The Legal Aid Society, whose union urged Mamdani not to reappoint Tisch, says the database can’t be fixed  and that reforms the NYPD has claimed to have adopted are incremental and meaningless.

The Department of Investigation’s April 2023 and October 2025 reports on the database make clear the NYPD has moved slowly to adopt proposed fixes, rejecting some recommendations outright. 

The 2023 report submitted by NYPD Inspector General Jeanene Barrett to then-Police Commissioner Keechant Sewell examined what evidence the NYPD used to justify placing 493 people on the list and found the nature and documentation of individuals “self-admitting” to gang membership “varied widely.”

Members of the GANGS coalition protest on July 27, 2021, outside the NYPD’s inspector general’s office in Lower Manhattan. Credit: Eileen Grench/THE CITY

DOI noted that some social media postings cited to justify “activation” were “cursory, conclusory and failed to include sufficient detail to support” self-admission to a gang. Examples included cops relying on “certain emojis,” or “photos of individuals in the company of known gang members without more detail.” Some cops noted “social media content” with zero information on the nature of the content.

In 136 cases, cops “activated” individuals based on what they described as “two sources” but did not always “document the existence of two independent sources.” The report found cops in some cases simply designated entire Housing Authority developments as a “gang location.”

The NYPD under Commissioner Sewell agreed in principle to accept 11 recommendations, but rejected five outright, including drafting a written policy requiring all “activated” entries be reviewed every 12 months for teens under 18 and every 18 months for adults. The department said a review every two years for teens and every three years for adults was sufficient.

The NYPD also rejected DOI’s suggestion to create a panel to review all activations, and shot down a suggestion to create an appeals process for parents if their teens have no law enforcement contact for a year, contending it could compromise investigations and endanger informants.
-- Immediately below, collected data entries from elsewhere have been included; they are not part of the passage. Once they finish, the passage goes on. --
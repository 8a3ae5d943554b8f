//! Message bus façade (C3): subject publish, subscribe, and request/reply
//! with a timeout, over `async-nats` (present in the retrieval pack's
//! dependency set, e.g. `midnightntwrk-midnight-indexer`).

pub mod memory;
pub mod nats_bus;

use std::time::Duration;

use async_trait::async_trait;
use futures::stream::BoxStream;

use crate::errors::BusError;

#[derive(Debug, Clone)]
pub struct BusMessage {
    pub subject: String,
    pub reply_to: Option<String>,
    pub payload: Vec<u8>,
}

#[async_trait]
pub trait MessageBus: Send + Sync {
    async fn publish(&self, subject: &str, payload: Vec<u8>) -> Result<(), BusError>;

    async fn subscribe(&self, subject: &str) -> Result<BoxStream<'static, BusMessage>, BusError>;

    /// Publish `payload` to `subject` with a fresh reply inbox, then wait up
    /// to `timeout` for exactly one reply (spec.md §4.6 delivery handler).
    async fn request(
        &self,
        subject: &str,
        payload: Vec<u8>,
        timeout: Duration,
    ) -> Result<Option<BusMessage>, BusError>;
}

pub use memory::InMemoryMessageBus;
pub use nats_bus::NatsMessageBus;
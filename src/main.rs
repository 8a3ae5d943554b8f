use std::net::SocketAddr;
use std::sync::Arc;
use std::time::Duration;

use axum::http::Method;
use axum::routing::get;
use axum::Router;
use dotenvy::dotenv;
use metrics_exporter_prometheus::PrometheusBuilder;
use tokio::net::TcpListener;
use tokio_util::sync::CancellationToken;
use tower_http::cors::{Any, CorsLayer};
use tower_http::trace::TraceLayer;
use tracing::{error, info};
use tracing_subscriber::{layer::SubscriberExt, util::SubscriberInitExt};

mod api;
mod bus;
mod chain;
mod config;
mod domain;
mod errors;
mod ingest;
mod kv;
mod notify;
mod payout;
mod seed_window;
mod state;

use api::RateLimiter;
use bus::NatsMessageBus;
use chain::HttpChainClient;
use config::Config;
use kv::{BetRepository, KvStore, RedisKvStore};
use notify::{DeliveryHandler, NotConfirmedSet, SpendWatcher};
use payout::PayoutEngine;
use seed_window::{SeedWindow, SeedWindowConfig};
use state::AppState;

#[tokio::main]
async fn main() -> anyhow::Result<()> {
    dotenv().ok();

    let filter = tracing_subscriber::EnvFilter::try_from_default_env()
        .unwrap_or_else(|_| tracing_subscriber::EnvFilter::new("info"));
    let (filter, log_filter) = tracing_subscriber::reload::Layer::new(filter);
    tracing_subscriber::registry()
        .with(filter)
        .with(tracing_subscriber::fmt::layer())
        .init();

    let metrics_handle = install_metrics();

    let config = Config::from_env()?;

    let kv: Arc<dyn KvStore> = Arc::new(RedisKvStore::connect(&config.kv_url).await?);
    let bus: Arc<dyn bus::MessageBus> = Arc::new(NatsMessageBus::connect(&config.bus_url).await?);
    let chain: Arc<dyn chain::ChainClient> = Arc::new(HttpChainClient::new(
        config.node_url.clone(),
        config.node_api_key.clone(),
        config.wallet_pass.clone(),
        config.explorer_url.clone(),
    )?);
    let seed_window = Arc::new(SeedWindow::new(SeedWindowConfig::default()));

    let not_confirmed = Arc::new(NotConfirmedSet::new());
    not_confirmed.sync_from_kv(&kv).await?;
    info!("NotConfirmed mirror synced from kv at startup");

    let cancel = CancellationToken::new();

    let payout_engine = PayoutEngine::new(
        chain.clone(),
        kv.clone(),
        payout::PayoutConfig {
            oracle_address: config.oracle_address.clone(),
            roulette_ergo_tree: config.roulette_ergo_tree.clone(),
            house_address: config.house_address.clone(),
        },
    );
    let spend_watcher = SpendWatcher::new(
        chain.clone(),
        bus.clone(),
        BetRepository::new(kv.clone()),
        not_confirmed.clone(),
    );
    let delivery_handler = DeliveryHandler::new(bus.clone(), kv.clone());

    let mut background_tasks = Vec::new();
    {
        let cancel = cancel.clone();
        background_tasks.push(tokio::spawn(async move { payout_engine.run(cancel).await }));
    }
    {
        let cancel = cancel.clone();
        background_tasks.push(tokio::spawn(async move { spend_watcher.run(cancel).await }));
    }
    {
        let cancel = cancel.clone();
        background_tasks.push(tokio::spawn(async move { delivery_handler.run(cancel).await }));
    }
    {
        let bus = bus.clone();
        let seed_window = seed_window.clone();
        let cancel = cancel.clone();
        background_tasks.push(tokio::spawn(async move {
            ingest::run(bus, seed_window, cancel).await
        }));
    }

    let app_state = AppState {
        kv: kv.clone(),
        bus: bus.clone(),
        seed_window: seed_window.clone(),
        metrics: metrics_handle.clone(),
        log_filter,
    };

    let rate_limiter = RateLimiter::new();

    let cors = CorsLayer::new()
        .allow_origin(Any)
        .allow_methods([Method::GET, Method::OPTIONS])
        .allow_headers([
            axum::http::header::CONTENT_TYPE,
            axum::http::HeaderName::from_static("owl-session-id"),
        ]);

    let notifs_route = Router::new()
        .route("/api/v1/notifs/:wallet_addr", get(api::notifs))
        .route_layer(axum::middleware::from_fn_with_state(
            rate_limiter,
            api::notifs_rate_limit,
        ));

    let app = Router::new()
        .route("/info", get(api::info))
        .route("/metrics", get(move || async move { metrics_handle.render() }))
        .route("/api/v1/random-number/:game", get(api::random_number))
        .route(
            "/api/v1/test/random-number/roulette",
            get(api::test_random_number),
        )
        .merge(notifs_route)
        .route(
            "/api/v1/verbosity",
            get(api::get_verbosity).put(api::put_verbosity),
        )
        .layer(TraceLayer::new_for_http())
        .layer(cors)
        .with_state(app_state);

    let addr: SocketAddr = format!("{}:{}", config.host, config.port).parse()?;
    info!("listening on {}", addr);
    let listener = TcpListener::bind(addr).await?;

    let shutdown_cancel = cancel.clone();
    let serve = axum::serve(
        listener,
        app.into_make_service_with_connect_info::<SocketAddr>(),
    )
    .with_graceful_shutdown(async move {
        let _ = tokio::signal::ctrl_c().await;
        info!("shutdown signal received");
        shutdown_cancel.cancel();
    });

    if let Err(e) = serve.await {
        error!(error = %e, "http server exited with error");
    }

    cancel.cancel();
    for task in background_tasks {
        let _ = tokio::time::timeout(Duration::from_secs(15), task).await;
    }

    Ok(())
}

fn install_metrics() -> metrics_exporter_prometheus::PrometheusHandle {
    PrometheusBuilder::new()
        .install_recorder()
        .expect("install metrics recorder")
}
//! Payout engine (C5): scans oracle transactions, drives the bet state
//! machine, and submits signed result transactions (spec.md §4.5).

mod process_bet;
mod scan;

pub use process_bet::process_bet;
pub use scan::{PayoutConfig, PayoutEngine};
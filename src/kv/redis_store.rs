use async_trait::async_trait;
use redis::aio::ConnectionManager;
use redis::AsyncCommands;

use crate::errors::KvError;

use super::KvStore;

/// Redis-backed KV store façade, grounded on
/// `reecen9696-atomiq-bet-settlement`'s `RedisBetRepository`: hashes for
/// per-key field maps, sets for index membership, strings with optional TTL
/// for everything else.
#[derive(Clone)]
pub struct RedisKvStore {
    conn: ConnectionManager,
}

impl RedisKvStore {
    pub async fn connect(url: &str) -> Result<Self, KvError> {
        let client = redis::Client::open(url).map_err(|e| KvError::Transport(e.to_string()))?;
        let conn = client
            .get_connection_manager()
            .await
            .map_err(|e| KvError::Transport(e.to_string()))?;
        Ok(Self { conn })
    }
}

impl From<redis::RedisError> for KvError {
    fn from(e: redis::RedisError) -> Self {
        KvError::Transport(e.to_string())
    }
}

#[async_trait]
impl KvStore for RedisKvStore {
    async fn hash_get_all(&self, key: &str) -> Result<Option<Vec<(String, String)>>, KvError> {
        let mut conn = self.conn.clone();
        let fields: Vec<(String, String)> = conn.hgetall(key).await?;
        if fields.is_empty() {
            // redis returns an empty map for a missing key, indistinguishable
            // from a hash with no fields; this service never writes empty
            // hashes, so empty means "absent".
            Ok(None)
        } else {
            Ok(Some(fields))
        }
    }

    async fn hash_set_multiple(&self, key: &str, fields: &[(&str, String)]) -> Result<(), KvError> {
        let mut conn = self.conn.clone();
        let mut pipe = redis::pipe();
        pipe.atomic();
        let owned: Vec<(&str, &str)> = fields.iter().map(|(k, v)| (*k, v.as_str())).collect();
        pipe.hset_multiple(key, &owned).ignore();
        let _: () = pipe.query_async(&mut conn).await?;
        Ok(())
    }

    async fn hash_set(&self, key: &str, field: &str, value: String) -> Result<(), KvError> {
        let mut conn = self.conn.clone();
        let _: () = conn.hset(key, field, value).await?;
        Ok(())
    }

    async fn hash_exists(&self, key: &str) -> Result<bool, KvError> {
        let mut conn = self.conn.clone();
        let exists: bool = conn.exists(key).await?;
        Ok(exists)
    }

    async fn set_add(&self, key: &str, member: &str) -> Result<(), KvError> {
        let mut conn = self.conn.clone();
        let _: () = conn.sadd(key, member).await?;
        Ok(())
    }

    async fn set_remove(&self, key: &str, member: &str) -> Result<(), KvError> {
        let mut conn = self.conn.clone();
        let _: () = conn.srem(key, member).await?;
        Ok(())
    }

    async fn set_members(&self, key: &str) -> Result<Vec<String>, KvError> {
        let mut conn = self.conn.clone();
        let members: Vec<String> = conn.smembers(key).await?;
        Ok(members)
    }

    async fn get_string(&self, key: &str) -> Result<Option<String>, KvError> {
        let mut conn = self.conn.clone();
        let value: Option<String> = conn.get(key).await?;
        Ok(value)
    }

    async fn set_string(&self, key: &str, value: &str) -> Result<(), KvError> {
        let mut conn = self.conn.clone();
        let _: () = conn.set(key, value).await?;
        Ok(())
    }

    async fn set_string_with_ttl(
        &self,
        key: &str,
        value: &str,
        ttl_seconds: u64,
    ) -> Result<(), KvError> {
        let mut conn = self.conn.clone();
        let _: () = conn.set_ex(key, value, ttl_seconds).await?;
        Ok(())
    }

    async fn delete(&self, key: &str) -> Result<(), KvError> {
        let mut conn = self.conn.clone();
        let _: () = conn.del(key).await?;
        Ok(())
    }

    async fn scan_keys(&self, pattern: &str) -> Result<Vec<String>, KvError> {
        let mut conn = self.conn.clone();
        let mut cursor: u64 = 0;
        let mut out = Vec::new();
        loop {
            let (next, batch): (u64, Vec<String>) = redis::cmd("SCAN")
                .arg(cursor)
                .arg("MATCH")
                .arg(pattern)
                .arg("COUNT")
                .arg(200)
                .query_async(&mut conn)
                .await?;
            out.extend(batch);
            if next == 0 {
                break;
            }
            cursor = next;
        }
        Ok(out)
    }
}
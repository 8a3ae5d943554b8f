use std::collections::HashMap;
use std::sync::Mutex;
use std::time::Duration;

use async_trait::async_trait;
use futures::stream::BoxStream;
use tokio::sync::broadcast;
use tokio_stream::wrappers::BroadcastStream;
use tokio_stream::StreamExt as _;

use crate::errors::BusError;

use super::{BusMessage, MessageBus};

/// In-process broadcast-channel-backed bus for unit tests. Subjects are
/// created lazily on first publish or subscribe.
#[derive(Default)]
pub struct InMemoryMessageBus {
    channels: Mutex<HashMap<String, broadcast::Sender<BusMessage>>>,
    inbox_counter: std::sync::atomic::AtomicU64,
}

impl InMemoryMessageBus {
    pub fn new() -> Self {
        Self::default()
    }

    fn channel(&self, subject: &str) -> broadcast::Sender<BusMessage> {
        let mut channels = self.channels.lock().unwrap();
        channels
            .entry(subject.to_string())
            .or_insert_with(|| broadcast::channel(1024).0)
            .clone()
    }
}

#[async_trait]
impl MessageBus for InMemoryMessageBus {
    async fn publish(&self, subject: &str, payload: Vec<u8>) -> Result<(), BusError> {
        let tx = self.channel(subject);
        // No subscribers is not an error for a fire-and-forget bus.
        let _ = tx.send(BusMessage {
            subject: subject.to_string(),
            reply_to: None,
            payload,
        });
        Ok(())
    }

    async fn subscribe(&self, subject: &str) -> Result<BoxStream<'static, BusMessage>, BusError> {
        let tx = self.channel(subject);
        let rx = tx.subscribe();
        let stream = BroadcastStream::new(rx).filter_map(|r| r.ok());
        Ok(Box::pin(stream))
    }

    async fn request(
        &self,
        subject: &str,
        payload: Vec<u8>,
        timeout: Duration,
    ) -> Result<Option<BusMessage>, BusError> {
        let n = self
            .inbox_counter
            .fetch_add(1, std::sync::atomic::Ordering::Relaxed);
        let inbox = format!("_INBOX.{n}");

        let reply_tx = self.channel(&inbox);
        let mut reply_rx = reply_tx.subscribe();

        let tx = self.channel(subject);
        let _ = tx.send(BusMessage {
            subject: subject.to_string(),
            reply_to: Some(inbox),
            payload,
        });

        match tokio::time::timeout(timeout, reply_rx.recv()).await {
            Ok(Ok(msg)) => Ok(Some(msg)),
            Ok(Err(_)) | Err(_) => Ok(None),
        }
    }
}
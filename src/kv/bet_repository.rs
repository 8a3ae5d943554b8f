//! Typed bet access layered on top of the generic [`KvStore`], grounded on
//! `reecen9696-atomiq-bet-settlement`'s `RedisBetRepository`, which plays
//! the same "typed domain repository over a generic KV client" role.

use std::sync::Arc;

use crate::domain::{Bet, Subgame};
use crate::domain::zigzag;
use crate::errors::KvError;

use super::keys::{bet_key, not_confirmed_entry, NOT_CONFIRMED_SET};
use super::KvStore;

pub struct BetRepository {
    kv: Arc<dyn KvStore>,
}

impl BetRepository {
    pub fn new(kv: Arc<dyn KvStore>) -> Self {
        Self { kv }
    }

    pub async fn find(&self, bet_box_id: &str, player_addr: &str) -> Result<Option<Bet>, KvError> {
        let key = bet_key(bet_box_id, player_addr);
        let Some(fields) = self.kv.hash_get_all(&key).await? else {
            return Ok(None);
        };
        Ok(Some(decode_bet(bet_box_id, player_addr, &fields)?))
    }

    pub async fn create_observed(
        &self,
        bet_box_id: &str,
        player_addr: &str,
        subgame: Subgame,
        number: i64,
        winner_amt: &str,
        random_num: &str,
    ) -> Result<(), KvError> {
        let key = bet_key(bet_box_id, player_addr);
        let fields: Vec<(&str, String)> = vec![
            ("subgame", zigzag::encode_register_hex(subgame.to_i64())),
            ("number", zigzag::encode_register_hex(number)),
            ("winnerAmt", winner_amt.to_string()),
            ("randomNum", random_num.to_string()),
            ("settled", "false".to_string()),
            ("confirmed", "false".to_string()),
        ];
        self.kv.hash_set_multiple(&key, &fields).await
    }

    pub async fn patch_random_num(
        &self,
        bet_box_id: &str,
        player_addr: &str,
        random_num: &str,
    ) -> Result<(), KvError> {
        let key = bet_key(bet_box_id, player_addr);
        self.kv
            .hash_set(&key, "randomNum", random_num.to_string())
            .await
    }

    pub async fn mark_submitting(
        &self,
        bet_box_id: &str,
        player_addr: &str,
        now_ms: i64,
    ) -> Result<(), KvError> {
        let key = bet_key(bet_box_id, player_addr);
        self.kv
            .hash_set(&key, "submittingSinceMs", now_ms.to_string())
            .await
    }

    pub async fn clear_submitting(&self, bet_box_id: &str, player_addr: &str) -> Result<(), KvError> {
        let key = bet_key(bet_box_id, player_addr);
        self.kv.hash_set(&key, "submittingSinceMs", String::new()).await
    }

    pub async fn mark_settled(
        &self,
        bet_box_id: &str,
        player_addr: &str,
        winner_addr: &str,
        tx_id: &str,
    ) -> Result<(), KvError> {
        let key = bet_key(bet_box_id, player_addr);
        let fields: Vec<(&str, String)> = vec![
            ("settled", "true".to_string()),
            ("winnerAddr", winner_addr.to_string()),
            ("txId", tx_id.to_string()),
            ("submittingSinceMs", String::new()),
        ];
        self.kv.hash_set_multiple(&key, &fields).await?;
        self.kv
            .set_add(NOT_CONFIRMED_SET, &not_confirmed_entry("roulette", bet_box_id, player_addr))
            .await
    }

    pub async fn mark_confirmed(&self, bet_box_id: &str, player_addr: &str) -> Result<(), KvError> {
        let key = bet_key(bet_box_id, player_addr);
        self.kv.hash_set(&key, "confirmed", "true".to_string()).await?;
        self.kv
            .set_remove(
                NOT_CONFIRMED_SET,
                &not_confirmed_entry("roulette", bet_box_id, player_addr),
            )
            .await
    }

    pub async fn not_confirmed_entries(&self) -> Result<Vec<String>, KvError> {
        self.kv.set_members(NOT_CONFIRMED_SET).await
    }
}

fn decode_bet(bet_box_id: &str, player_addr: &str, fields: &[(String, String)]) -> Result<Bet, KvError> {
    let get = |name: &str| -> Option<String> {
        fields.iter().find(|(k, _)| k == name).map(|(_, v)| v.clone())
    };
    let decode_i64 = |field: &str, raw: &str| -> Result<i64, KvError> {
        zigzag::decode_register_hex(raw)
            .ok_or_else(|| KvError::Decode(field.to_string(), raw.to_string()))
    };

    let subgame_raw = get("subgame").unwrap_or_default();
    let subgame_i = decode_i64("subgame", &subgame_raw)?;
    let subgame = Subgame::from_i64(subgame_i)
        .ok_or_else(|| KvError::Decode("subgame".to_string(), subgame_raw.clone()))?;
    let number_raw = get("number").unwrap_or_default();
    let number = decode_i64("number", &number_raw)?;

    let settled = get("settled").as_deref() == Some("true");
    let confirmed = get("confirmed").as_deref() == Some("true");
    let submitting_since_ms = get("submittingSinceMs")
        .filter(|s| !s.is_empty())
        .and_then(|s| s.parse().ok());

    Ok(Bet {
        bet_box_id: bet_box_id.to_string(),
        player_addr: player_addr.to_string(),
        subgame,
        number,
        winner_amt: get("winnerAmt").unwrap_or_default(),
        random_num: get("randomNum").unwrap_or_default(),
        settled,
        winner_addr: get("winnerAddr").filter(|s| !s.is_empty()),
        tx_id: get("txId").filter(|s| !s.is_empty()),
        confirmed,
        submitting_since_ms,
    })
}

#[cfg(test)]
mod tests {
    use super::*;
    use crate::kv::InMemoryKvStore;

    #[tokio::test]
    async fn create_then_find_round_trips() {
        let kv: Arc<dyn KvStore> = Arc::new(InMemoryKvStore::new());
        let repo = BetRepository::new(kv);
        repo.create_observed("BOX1", "P", Subgame::Exact, 17, "50", "")
            .await
            .unwrap();
        let bet = repo.find("BOX1", "P").await.unwrap().unwrap();
        assert_eq!(bet.subgame, Subgame::Exact);
        assert_eq!(bet.number, 17);
        assert_eq!(bet.winner_amt, "50");
        assert!(!bet.settled);
        assert!(bet.random_num.is_empty());
    }

    #[tokio::test]
    async fn patch_then_settle_updates_not_confirmed_set() {
        let kv: Arc<dyn KvStore> = Arc::new(InMemoryKvStore::new());
        let repo = BetRepository::new(kv);
        repo.create_observed("BOX1", "P", Subgame::Exact, 17, "50", "")
            .await
            .unwrap();
        repo.patch_random_num("BOX1", "P", "00000117").await.unwrap();
        repo.mark_settled("BOX1", "P", "P", "tx1").await.unwrap();

        let bet = repo.find("BOX1", "P").await.unwrap().unwrap();
        assert!(bet.settled);
        assert_eq!(bet.winner_addr.as_deref(), Some("P"));
        assert_eq!(bet.tx_id.as_deref(), Some("tx1"));

        let entries = repo.not_confirmed_entries().await.unwrap();
        assert_eq!(entries, vec!["roulette:BOX1:P".to_string()]);

        repo.mark_confirmed("BOX1", "P").await.unwrap();
        let bet = repo.find("BOX1", "P").await.unwrap().unwrap();
        assert!(bet.confirmed);
        assert!(repo.not_confirmed_entries().await.unwrap().is_empty());
    }
}
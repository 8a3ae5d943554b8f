//! C4 ingest: the `drand.hash` subscriber that feeds the seed window.

use std::sync::Arc;

use futures::StreamExt;
use metrics::counter;
use serde::Deserialize;
use tokio_util::sync::CancellationToken;
use tracing::{error, info, warn};

use crate::bus::MessageBus;
use crate::seed_window::SeedWindow;

#[derive(Debug, Deserialize)]
struct DrandHashMessage {
    hash: String,
    boxes: Vec<String>,
}

/// Subscribes to `drand.hash` and ingests every batch into `seed_window`
/// until `cancel` fires.
pub async fn run(bus: Arc<dyn MessageBus>, seed_window: Arc<SeedWindow>, cancel: CancellationToken) {
    info!("seed ingest loop starting");
    let mut stream = match bus.subscribe("drand.hash").await {
        Ok(s) => s,
        Err(e) => {
            error!(error = %e, "could not subscribe to drand.hash");
            return;
        }
    };
    loop {
        tokio::select! {
            _ = cancel.cancelled() => {
                info!("seed ingest received cancellation");
                break;
            }
            msg = stream.next() => {
                match msg {
                    Some(m) => match serde_json::from_slice::<DrandHashMessage>(&m.payload) {
                        Ok(batch) => {
                            seed_window.ingest(&batch.hash, &batch.boxes);
                            counter!("seed_window_batches_ingested_total").increment(1);
                        }
                        Err(e) => warn!(error = %e, "undecodable drand.hash payload, skipping"),
                    },
                    None => break,
                }
            }
        }
    }
}
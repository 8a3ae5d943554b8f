use serde::{Deserialize, Serialize};

#[derive(Debug, Clone, Deserialize)]
pub struct ErgTx {
    pub id: String,
    #[serde(rename = "inclusionHeight")]
    pub inclusion_height: u64,
    pub outputs: Vec<ErgTxOutput>,
}

#[derive(Debug, Clone, Deserialize)]
pub struct ErgTxOutput {
    #[serde(rename = "boxId")]
    pub box_id: String,
    #[serde(rename = "additionalRegisters")]
    pub additional_registers: Registers,
}

#[derive(Debug, Clone, Default, Deserialize)]
pub struct Registers {
    pub r4: Option<RenderedRegister>,
    pub r5: Option<RenderedRegister>,
    pub r6: Option<RenderedRegister>,
}

#[derive(Debug, Clone, Deserialize)]
pub struct RenderedRegister {
    #[serde(rename = "renderedValue")]
    pub rendered_value: String,
}

#[derive(Debug, Clone, Serialize, Deserialize)]
pub struct Asset {
    #[serde(rename = "tokenId")]
    pub token_id: String,
    pub amount: u64,
}

#[derive(Debug, Clone, Deserialize)]
pub struct ErgUtxoBox {
    #[serde(rename = "boxId")]
    pub box_id: String,
    pub assets: Vec<Asset>,
    #[serde(rename = "additionalRegisters")]
    pub additional_registers: Registers,
    #[serde(rename = "ergoTree")]
    pub ergo_tree: String,
}

#[derive(Debug, Clone, Serialize)]
pub struct ResultTxRequest {
    pub address: String,
    pub value: u64,
    pub assets: Vec<Asset>,
    pub registers: ResultTxRegisters,
}

#[derive(Debug, Clone, Serialize)]
pub struct ResultTxRegisters {
    #[serde(rename = "R4")]
    pub r4: String,
    #[serde(rename = "R5")]
    pub r5: String,
}

#[derive(Debug, Clone, Serialize)]
pub struct ResultTxBody {
    pub requests: Vec<ResultTxRequest>,
    pub fee: u64,
    #[serde(rename = "inputsRaw")]
    pub inputs_raw: Vec<String>,
    #[serde(rename = "dataInputsRaw")]
    pub data_inputs_raw: Vec<String>,
}

pub const MINER_FEE: u64 = 1_000_000;
pub const MIN_BOX_VALUE: u64 = 1_000_000;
The department at first rejected DOI’s request to let individuals file a public records request to see if they’re on the list, but relented after the Legal Aid Society threatened legal action.

In a second review in October the inspector general found the NYPD had not fully adopted five of its recommendations. 

DOI noted, for example, that while the NYPD had initiated review of “activation,” there was still no supervisory oversight of renewals and deactivations. Last week the NYPD told THE CITY it is working on fixing this. 

While DOI recommended cops provide a detailed narrative explaining the justification for putting someone in the database, DOI found police continued to use “boilerplate language” to describe the source’s “reasonable belief” that the subject was a gang member. 

Now, NYPD spokesperson Tannor said, “Department policy has been updated to require that an individual’s reasonable belief must be supported by substantive explanations that the individual is a member of a criminal group.” 

“We have previously acknowledged that our process for making juvenile notifications was deficient,” Tannor said. “We are working to fix that.”

NYPD officers guard a crime scene in Greenwich Village,
NYPD officers guard a crime scene in Greenwich Village, Jan. 9, 2026. Credit: Alex Krales/THE CITY

DOI also noted that sealed arrests aren’t supposed to be used to justify placement in the database, but found NYPD was still listing the top charge of sealed arrests in complaints to justify “activation.” This policy “is being updated,” the department said.

In its October report, DOI made 13 new recommendations, and in January NYPD agreed to accept all “in principle.” The NYPD said they should be in place by July. 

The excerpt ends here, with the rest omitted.